-- Material provided follows --

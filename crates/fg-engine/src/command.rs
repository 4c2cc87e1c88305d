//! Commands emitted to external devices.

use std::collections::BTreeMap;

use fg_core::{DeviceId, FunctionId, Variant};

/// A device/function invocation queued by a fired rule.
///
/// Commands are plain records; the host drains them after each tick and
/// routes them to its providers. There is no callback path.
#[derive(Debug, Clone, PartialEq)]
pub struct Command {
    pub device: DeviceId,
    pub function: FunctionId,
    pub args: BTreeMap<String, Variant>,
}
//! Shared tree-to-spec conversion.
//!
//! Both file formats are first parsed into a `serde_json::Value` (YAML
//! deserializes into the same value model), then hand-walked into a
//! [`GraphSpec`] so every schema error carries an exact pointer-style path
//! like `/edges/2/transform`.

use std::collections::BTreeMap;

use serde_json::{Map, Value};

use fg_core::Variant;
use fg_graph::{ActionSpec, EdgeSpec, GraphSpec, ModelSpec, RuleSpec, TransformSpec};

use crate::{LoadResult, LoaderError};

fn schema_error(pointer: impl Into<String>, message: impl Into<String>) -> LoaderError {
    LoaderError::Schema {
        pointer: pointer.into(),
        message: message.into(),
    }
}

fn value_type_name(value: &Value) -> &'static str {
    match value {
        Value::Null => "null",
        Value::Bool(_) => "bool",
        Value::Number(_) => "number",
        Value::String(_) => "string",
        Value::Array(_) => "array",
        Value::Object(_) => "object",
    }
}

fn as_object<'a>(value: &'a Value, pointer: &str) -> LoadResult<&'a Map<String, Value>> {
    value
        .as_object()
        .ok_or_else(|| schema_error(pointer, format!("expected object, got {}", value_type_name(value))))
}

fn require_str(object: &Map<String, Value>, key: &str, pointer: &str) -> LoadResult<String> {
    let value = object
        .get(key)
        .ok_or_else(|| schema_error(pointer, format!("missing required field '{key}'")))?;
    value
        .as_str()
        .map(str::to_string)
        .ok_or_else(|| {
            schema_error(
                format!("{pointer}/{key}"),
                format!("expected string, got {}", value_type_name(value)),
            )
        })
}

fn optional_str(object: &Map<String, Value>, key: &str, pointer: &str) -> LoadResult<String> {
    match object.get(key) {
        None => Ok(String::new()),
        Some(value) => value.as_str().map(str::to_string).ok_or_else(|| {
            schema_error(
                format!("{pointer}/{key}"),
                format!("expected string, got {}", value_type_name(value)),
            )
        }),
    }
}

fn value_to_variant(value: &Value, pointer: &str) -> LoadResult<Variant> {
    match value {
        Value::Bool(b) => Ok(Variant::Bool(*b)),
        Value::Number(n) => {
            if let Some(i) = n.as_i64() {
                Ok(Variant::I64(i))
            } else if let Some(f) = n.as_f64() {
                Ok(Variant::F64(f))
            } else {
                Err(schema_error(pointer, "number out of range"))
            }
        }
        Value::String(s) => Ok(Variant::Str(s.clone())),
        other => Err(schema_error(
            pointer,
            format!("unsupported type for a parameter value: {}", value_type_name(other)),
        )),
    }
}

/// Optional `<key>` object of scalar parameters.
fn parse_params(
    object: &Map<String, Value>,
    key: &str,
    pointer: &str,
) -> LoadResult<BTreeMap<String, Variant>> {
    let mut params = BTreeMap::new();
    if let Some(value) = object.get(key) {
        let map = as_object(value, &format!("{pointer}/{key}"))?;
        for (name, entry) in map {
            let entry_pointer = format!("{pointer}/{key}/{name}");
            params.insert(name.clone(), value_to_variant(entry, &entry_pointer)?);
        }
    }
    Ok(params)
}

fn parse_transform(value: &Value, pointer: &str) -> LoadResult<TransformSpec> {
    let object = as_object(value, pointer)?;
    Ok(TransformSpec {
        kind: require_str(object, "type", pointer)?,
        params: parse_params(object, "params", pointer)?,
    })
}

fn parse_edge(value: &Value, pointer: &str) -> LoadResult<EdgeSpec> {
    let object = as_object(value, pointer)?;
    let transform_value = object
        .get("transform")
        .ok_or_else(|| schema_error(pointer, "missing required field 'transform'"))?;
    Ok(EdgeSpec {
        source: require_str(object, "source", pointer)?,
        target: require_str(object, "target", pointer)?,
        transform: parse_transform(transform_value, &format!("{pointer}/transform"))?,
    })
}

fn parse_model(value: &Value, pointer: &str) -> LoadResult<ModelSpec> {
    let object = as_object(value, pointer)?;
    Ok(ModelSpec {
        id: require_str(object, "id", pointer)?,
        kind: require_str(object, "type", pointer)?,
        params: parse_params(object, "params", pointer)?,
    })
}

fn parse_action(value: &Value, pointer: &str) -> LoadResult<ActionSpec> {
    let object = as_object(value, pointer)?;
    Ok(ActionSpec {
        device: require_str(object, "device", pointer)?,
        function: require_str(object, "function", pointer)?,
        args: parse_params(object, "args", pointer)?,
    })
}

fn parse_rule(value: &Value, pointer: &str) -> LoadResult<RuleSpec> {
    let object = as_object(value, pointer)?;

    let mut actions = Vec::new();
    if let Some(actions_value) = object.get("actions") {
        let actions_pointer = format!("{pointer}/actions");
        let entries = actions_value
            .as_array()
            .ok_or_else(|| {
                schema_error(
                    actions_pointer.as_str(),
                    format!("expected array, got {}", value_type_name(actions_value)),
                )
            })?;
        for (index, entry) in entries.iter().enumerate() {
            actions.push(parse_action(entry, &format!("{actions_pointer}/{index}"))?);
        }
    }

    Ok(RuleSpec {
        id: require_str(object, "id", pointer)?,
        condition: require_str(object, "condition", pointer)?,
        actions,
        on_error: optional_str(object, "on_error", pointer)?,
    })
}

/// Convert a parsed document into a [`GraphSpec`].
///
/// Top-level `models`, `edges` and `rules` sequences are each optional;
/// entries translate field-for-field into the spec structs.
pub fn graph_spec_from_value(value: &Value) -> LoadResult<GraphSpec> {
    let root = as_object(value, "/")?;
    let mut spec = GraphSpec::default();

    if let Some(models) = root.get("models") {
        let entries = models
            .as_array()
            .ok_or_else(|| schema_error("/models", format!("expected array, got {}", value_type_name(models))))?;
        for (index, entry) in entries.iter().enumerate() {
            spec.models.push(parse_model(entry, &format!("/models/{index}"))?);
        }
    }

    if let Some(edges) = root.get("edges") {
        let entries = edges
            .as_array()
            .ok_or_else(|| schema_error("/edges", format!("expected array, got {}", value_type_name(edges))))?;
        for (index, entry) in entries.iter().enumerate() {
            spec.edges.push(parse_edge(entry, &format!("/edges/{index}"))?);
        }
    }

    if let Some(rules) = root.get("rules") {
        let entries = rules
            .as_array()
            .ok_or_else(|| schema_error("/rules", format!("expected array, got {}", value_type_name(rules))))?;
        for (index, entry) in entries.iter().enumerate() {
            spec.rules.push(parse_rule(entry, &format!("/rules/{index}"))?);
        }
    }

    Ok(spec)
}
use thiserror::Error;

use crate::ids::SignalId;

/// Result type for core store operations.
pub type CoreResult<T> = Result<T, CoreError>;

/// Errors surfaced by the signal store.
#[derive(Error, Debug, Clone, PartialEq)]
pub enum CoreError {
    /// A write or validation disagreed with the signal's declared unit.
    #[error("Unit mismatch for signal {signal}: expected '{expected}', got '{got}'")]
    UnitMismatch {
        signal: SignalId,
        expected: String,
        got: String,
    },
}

-- Material provided concluded --

* Activity *
Each line of the entries that contains the word "Commands" should be listed.

* Answer area *
//! Commands emitted to external devices.
/// Commands are plain records; the host drains them after each tick and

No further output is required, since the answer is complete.